» **Excerpted records**:
------------------------

/// A token that represents a single unit of Grace code.
#[derive(Clone)]
pub struct Token {
  /// The token's line number.
  pub line_num: usize,
  /// The token's lexeme span in the flat source vector (start, end).
  pub span: (usize, usize),
  /// The token's type.
  pub kind: TokenKind,
}

impl Token {
  /// Gets the lexeme of this token based on its location information.
  ///
  /// # Parameters
  /// - `src`: A reference to the flat source list of characters.
  pub fn lexeme(&self, src: &[char]) -> String {
    match &self.kind {
      TokenKind::ERROR(e) => e.to_str().to_string(),
      TokenKind::EOF => "\0".to_string(),
      _ => src[self.span.0..self.span.1].iter().collect(),
    }
  }
}

/// The types of tokens in a Grace program.
#[allow(non_camel_case_types, clippy::upper_case_acronyms)]
#[derive(Debug, Clone, PartialEq)]
#[repr(u8)]
pub enum TokenKind {
  // Symbol-based tokens
  BANG,            // !
  BANG_EQ,         // !=
  COMMA,           // ,
  DASH,            // -
  DOT,             // .
  EQUALS,          // =
  GREATER_THAN,    // >
  GREATER_THAN_EQ, // >=
  LESS_THAN,       // <
  LESS_THAN_EQ,    // <=
  LOGIC_EQ,        // ==
  L_CURLY,         // {
  L_PAREN,         // (
  PLUS,            // +
  R_CURLY,         // }
  R_PAREN,         // )
  SEMICOLON,       // ;
  SLASH,           // /
  STAR,            // *

  // Value Literals
  FALSE_LIT,
  IDENTIFIER,
  NIL_LIT,
  NUM_LIT,
  STR_LIT,
  TRUE_LIT,

  // Keywords
  AND_KW,
  CLASS_KW,
  ELSE_KW,
  FOR_KW,
  FUN_KW,
  IF_KW,
  OR_KW,
  PRINT_KW,
  RETURN_KW,
  SUPER_KW,
  THIS_KW,
  VAR_KW,
  WHILE_KW,

  /// Other Tokens
  EOF,
  ERROR(ErrorTokenKind),
}

impl TokenKind {
  /// Checks that this token is of a given type.
  ///
  /// # Parameters
  /// - `token_type`: The token type to be matched against this token.
  pub fn type_match(&self, token_type: &TokenKind) -> bool {
    std::mem::discriminant(self) == std::mem::discriminant(token_type)
  }
}

/// Maps a keyword string to a token type.
///
/// # Parameters
/// - `id`: The identifier's string name.
///
/// # Returns
/// `TokenKind`: The type of token matched for given identifier name.
pub fn make_identifier_kind(id: &str) -> TokenKind {
  match id {
    "and" => TokenKind::AND_KW,
    "class" => TokenKind::CLASS_KW,
    "else" => TokenKind::ELSE_KW,
    "false" => TokenKind::FALSE_LIT,
    "for" => TokenKind::FOR_KW,
    "fun" => TokenKind::FUN_KW,
    "if" => TokenKind::IF_KW,
    "nil" => TokenKind::NIL_LIT,
    "or" => TokenKind::OR_KW,
    "print" => TokenKind::PRINT_KW,
    "return" => TokenKind::RETURN_KW,
    "super" => TokenKind::SUPER_KW,
    "this" => TokenKind::THIS_KW,
    "true" => TokenKind::TRUE_LIT,
    "var" => TokenKind::VAR_KW,
    "while" => TokenKind::WHILE_KW,
    _ => TokenKind::IDENTIFIER,
  }
}

#[derive(Debug, Clone, PartialEq)]
pub enum ErrorTokenKind {
  /// Invalid character.
  UnexpectedChar,
  /// Unterminated string.
  UnterminatedStr,
}

impl ErrorTokenKind {
  /// Converts an error token to its string message representation.
  pub fn to_str(&self) -> &str {
    match self {
      ErrorTokenKind::UnexpectedChar => "Unexpected character.",
      ErrorTokenKind::UnterminatedStr => "Unterminated string.",
    }
  }
}
use std::rc::Rc;

use grace_core::objects::str_obj::{hash_string, StrObj};
use grace_core::objects::Object;
use grace_core::table::Table;
use grace_core::values::Value;


/// The managed object heap.
///
/// Owns every object allocated during a session: the allocation list keeps
/// each object alive until the heap is dropped (there is no collection
/// before teardown), and the intern table guarantees at most one canonical
/// `StrObj` per distinct byte content.
#[derive(Default)]
pub struct Heap {
  /// Every allocated object, in allocation order.
  objects: Vec<Object>,
  /// The string intern table. Presence of a key is the interning witness;
  /// the stored values are always `Nil`.
  strings: Table,
}

impl Heap {
  /// Interns a string from a borrowed slice, copying the bytes only when no
  /// canonical object exists for them yet.
  ///
  /// # Parameters
  /// - `chars`: The string content to intern.
  ///
  /// # Returns
  /// `Rc<StrObj>`: The canonical object for the given content.
  pub fn copy_string(&mut self, chars: &str) -> Rc<StrObj> {
    let hash = hash_string(chars);

    match self.strings.find_string(chars, hash) {
      Some(interned) => interned,
      None => self.allocate_string(chars.to_owned(), hash),
    }
  }

  /// Interns a string that already owns its buffer. The buffer is dropped
  /// when an equal string was interned before; otherwise it becomes the
  /// canonical object without another copy.
  pub fn take_string(&mut self, chars: String) -> Rc<StrObj> {
    let hash = hash_string(&chars);

    match self.strings.find_string(&chars, hash) {
      Some(interned) => interned,
      None => self.allocate_string(chars, hash),
    }
  }

  /// The number of objects currently owned by the heap.
  pub fn objects_count(&self) -> usize {
    self.objects.len()
  }

  fn allocate_string(&mut self, chars: String, hash: u32) -> Rc<StrObj> {
    let obj = Rc::new(StrObj { chars, hash });
    self.objects.push(Object::Str(Rc::clone(&obj)));
    self.strings.set(Rc::clone(&obj), Value::Nil);
    obj
  }
}
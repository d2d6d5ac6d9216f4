use std::io::Write;

use crate::tokens::{Token, TokenKind};

/// Where in the source a compile error points.
pub enum ErrorSite {
  /// A concrete lexeme.
  At(String),
  /// The end of the file.
  AtEnd,
  /// A scanner error token; the message already names the problem.
  Plain,
}

/// A single compile-time diagnostic.
pub struct ErrorReport {
  pub line: usize,
  pub site: ErrorSite,
  pub message: String,
}

impl ErrorReport {
  /// Builds a report pointing at a concrete token.
  ///
  /// # Parameters
  /// - `token`: The token the error was detected at.
  /// - `src`: A reference to the flat source list of characters.
  /// - `message`: The error message to display.
  pub fn at_token(token: &Token, src: &[char], message: &str) -> Self {
    let site = match &token.kind {
      TokenKind::EOF => ErrorSite::AtEnd,
      TokenKind::ERROR(_) => ErrorSite::Plain,
      _ => ErrorSite::At(token.lexeme(src)),
    };

    ErrorReport {
      line: token.line_num,
      site,
      message: message.to_string(),
    }
  }
}

/// Writes every collected compile error to the error sink.
///
/// # Parameters
/// - `errors`: The list of reports collected during compilation.
/// - `sink`: The diagnostics sink to write into.
pub fn report_errors_list(errors: &[ErrorReport], sink: &mut dyn Write) {
  for report in errors {
    let _ = match &report.site {
      ErrorSite::At(lexeme) => {
        writeln!(sink, "\n[line {}] Error at '{}': {}", report.line, lexeme, report.message)
      }
      ErrorSite::AtEnd => writeln!(sink, "\n[line {}] Error at end: {}", report.line, report.message),
      ErrorSite::Plain => writeln!(sink, "\n[line {}] Error: {}", report.line, report.message),
    };
  }
}
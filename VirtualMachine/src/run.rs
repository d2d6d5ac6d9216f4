use std::io::Write;
use std::ops::ControlFlow;
use std::rc::Rc;

use grace_core::bytecode::OpCode;
use grace_core::objects::Object;
use grace_core::values::{Value, VAL_FALSE, VAL_NIL, VAL_TRUE};
use grace_core::InterpretResult;

use crate::{OpRes, VM};

/// The arithmetic operations that require two number operands.
enum NumericOp {
  Subtract,
  Multiply,
  Divide,
}

impl<'io> VM<'io> {
  /// The execution loop that dispatches one operation per instruction in
  /// the current chunk.
  pub(crate) fn run(&mut self) -> InterpretResult {
    loop {
      #[cfg(feature = "trace_execution")]
      self.print_execution();

      let exec = match OpCode::from_byte(self.next_byte()) {
        // Value loaders
        OpCode::LoadConstant => self.op_load_constant(),
        OpCode::LoadImmFalse => self.op_load_imm(VAL_FALSE),
        OpCode::LoadImmNil => self.op_load_imm(VAL_NIL),
        OpCode::LoadImmTrue => self.op_load_imm(VAL_TRUE),

        // Operators
        OpCode::Add => self.op_add(),
        OpCode::Divide => self.op_numeric(NumericOp::Divide),
        OpCode::Equals => self.op_equals(),
        OpCode::GreaterThan => self.op_greater_than(),
        OpCode::LessThan => self.op_less_than(),
        OpCode::LogicNot => self.op_logic_not(),
        OpCode::Multiply => self.op_numeric(NumericOp::Multiply),
        OpCode::Negate => self.op_negate(),
        OpCode::Subtract => self.op_numeric(NumericOp::Subtract),

        // Declarations and variable access
        OpCode::DefineGlobal => self.op_define_global(),
        OpCode::GetGlobal => self.op_get_global(),
        OpCode::GetLocal => self.op_get_local(),
        OpCode::SetGlobal => self.op_set_global(),
        OpCode::SetLocal => self.op_set_local(),

        // Control flow and jumps
        OpCode::JumpForward => self.op_jump_forward(),
        OpCode::JumpIfFalse => self.op_jump_if_false(),
        OpCode::LoopJump => self.op_loop_jump(),

        // Others
        OpCode::PopStackTop => self.op_pop_stack_top(),
        OpCode::Print => self.op_print(),
        OpCode::Return => self.op_return(),
      };

      match exec {
        ControlFlow::Continue(()) => continue,
        ControlFlow::Break(result) => return result,
      }
    }
  }

  fn op_load_constant(&mut self) -> OpRes {
    let val = self.read_constant();
    self.push_stack(val);
    ControlFlow::Continue(())
  }

  fn op_load_imm(&mut self, val: Value) -> OpRes {
    self.push_stack(val);
    ControlFlow::Continue(())
  }

  /// `+` adds two numbers or concatenates two strings; the concatenation
  /// result is interned like any other string.
  fn op_add(&mut self) -> OpRes {
    let right = self.pop_stack();
    let left = self.pop_stack();

    match (&left, &right) {
      (Value::Number(a), Value::Number(b)) => {
        self.push_stack(Value::Number(a + b));
        ControlFlow::Continue(())
      }
      (Value::Obj(Object::Str(a)), Value::Obj(Object::Str(b))) => {
        let mut chars = String::with_capacity(a.len() + b.len());
        chars.push_str(&a.chars);
        chars.push_str(&b.chars);

        let obj = self.heap.take_string(chars);
        self.push_stack(obj.into());
        ControlFlow::Continue(())
      }
      _ => self.runtime_error("Operands must be two numbers or two strings."),
    }
  }

  fn op_numeric(&mut self, op: NumericOp) -> OpRes {
    let right = self.pop_stack();
    let left = self.pop_stack();

    match (left.as_number(), right.as_number()) {
      (Some(a), Some(b)) => {
        let result = match op {
          NumericOp::Subtract => a - b,
          NumericOp::Multiply => a * b,
          NumericOp::Divide => a / b,
        };

        self.push_stack(Value::Number(result));
        ControlFlow::Continue(())
      }
      _ => self.runtime_error("Operands must be a numbers."),
    }
  }

  fn op_equals(&mut self) -> OpRes {
    let right = self.pop_stack();
    let left = self.pop_stack();
    self.push_stack(Value::Bool(left == right));
    ControlFlow::Continue(())
  }

  fn op_greater_than(&mut self) -> OpRes {
    let right = self.pop_stack();
    let left = self.pop_stack();

    match (Self::comparison_operand(&left), Self::comparison_operand(&right)) {
      (Some(a), Some(b)) => {
        self.push_stack(Value::Bool(a > b));
        ControlFlow::Continue(())
      }
      _ => self.runtime_error("Operands must be a numbers."),
    }
  }

  fn op_less_than(&mut self) -> OpRes {
    let right = self.pop_stack();
    let left = self.pop_stack();

    match (Self::comparison_operand(&left), Self::comparison_operand(&right)) {
      (Some(a), Some(b)) => {
        self.push_stack(Value::Bool(a < b));
        ControlFlow::Continue(())
      }
      _ => self.runtime_error("Operands must be a numbers."),
    }
  }

  /// Ordered comparisons accept numbers and booleans; booleans coerce to 0
  /// and 1.
  fn comparison_operand(val: &Value) -> Option<f64> {
    match val {
      Value::Number(n) => Some(*n),
      Value::Bool(b) => Some(if *b { 1.0 } else { 0.0 }),
      _ => None,
    }
  }

  fn op_logic_not(&mut self) -> OpRes {
    let val = self.pop_stack();
    self.push_stack(Value::Bool(val.is_falsy()));
    ControlFlow::Continue(())
  }

  fn op_negate(&mut self) -> OpRes {
    match self.pop_stack() {
      Value::Number(n) => {
        self.push_stack(Value::Number(-n));
        ControlFlow::Continue(())
      }
      _ => self.runtime_error("Operand must be a number."),
    }
  }

  fn op_print(&mut self) -> OpRes {
    let val = self.pop_stack();
    let _ = writeln!(self.out, "{}", val);
    ControlFlow::Continue(())
  }

  fn op_pop_stack_top(&mut self) -> OpRes {
    self.pop_stack();
    ControlFlow::Continue(())
  }

  /// Defining a global always writes, so later definitions of one name
  /// shadow earlier ones.
  fn op_define_global(&mut self) -> OpRes {
    let name = self.read_identifier();
    let val = self.pop_stack();

    self.globals.set(name, val);
    ControlFlow::Continue(())
  }

  fn op_get_global(&mut self) -> OpRes {
    let name = self.read_identifier();

    match self.globals.get(&name) {
      Some(val) => {
        let val = val.clone();
        self.push_stack(val);
        ControlFlow::Continue(())
      }
      None => {
        let message = format!("Undefined variable '{}'.", name.chars);
        self.runtime_error(&message)
      }
    }
  }

  /// Assignment must not create a variable. The table reports whether the
  /// set inserted a fresh key; when it did, the global was never defined,
  /// so the insert is rolled back and the run fails.
  fn op_set_global(&mut self) -> OpRes {
    let name = self.read_identifier();
    let val = self.peek_stack(0).clone();

    if self.globals.set(Rc::clone(&name), val) {
      self.globals.delete(&name);
      let message = format!("Undefined variable '{}'.", name.chars);
      return self.runtime_error(&message);
    }

    ControlFlow::Continue(())
  }

  fn op_get_local(&mut self) -> OpRes {
    let slot = self.next_byte() as usize;
    let val = self.stack[slot].clone();
    self.push_stack(val);
    ControlFlow::Continue(())
  }

  /// Assignment is an expression, so the assigned value stays on the stack.
  fn op_set_local(&mut self) -> OpRes {
    let slot = self.next_byte() as usize;
    self.stack[slot] = self.peek_stack(0).clone();
    ControlFlow::Continue(())
  }

  fn op_jump_forward(&mut self) -> OpRes {
    let jump = self.next_short() as usize;
    self.ip += jump;
    ControlFlow::Continue(())
  }

  /// A conditional branch, taken only when the condition on top of the
  /// stack is falsy. The condition is not popped here; the surrounding
  /// code pops it on both paths.
  fn op_jump_if_false(&mut self) -> OpRes {
    let jump = self.next_short() as usize;

    if self.peek_stack(0).is_falsy() {
      self.ip += jump;
    }

    ControlFlow::Continue(())
  }

  fn op_loop_jump(&mut self) -> OpRes {
    let back_jump = self.next_short() as usize;
    self.ip -= back_jump;
    ControlFlow::Continue(())
  }

  fn op_return(&mut self) -> OpRes {
    // Balanced statements leave nothing behind on the stack.
    debug_assert!(self.stack.is_empty());
    ControlFlow::Break(InterpretResult::Ok)
  }

  /// Prints the execution trace for the program. Useful for debugging the VM.
  #[cfg(feature = "trace_execution")]
  fn print_execution(&self) {
    print!("          ");
    for val in self.stack.iter() {
      print!("[ {:?} ]", val);
    }
    println!();

    let mut text = String::new();
    grace_core::bytecode::disassemble_instruction(&self.chunk, self.ip, &mut text);
    print!("{}", text);
  }
}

------------------------

Search the entries for "condition" and show every line that has it.

  /// A conditional branch, taken only when the condition on top of the
  /// stack is falsy. The condition is not popped here; the surrounding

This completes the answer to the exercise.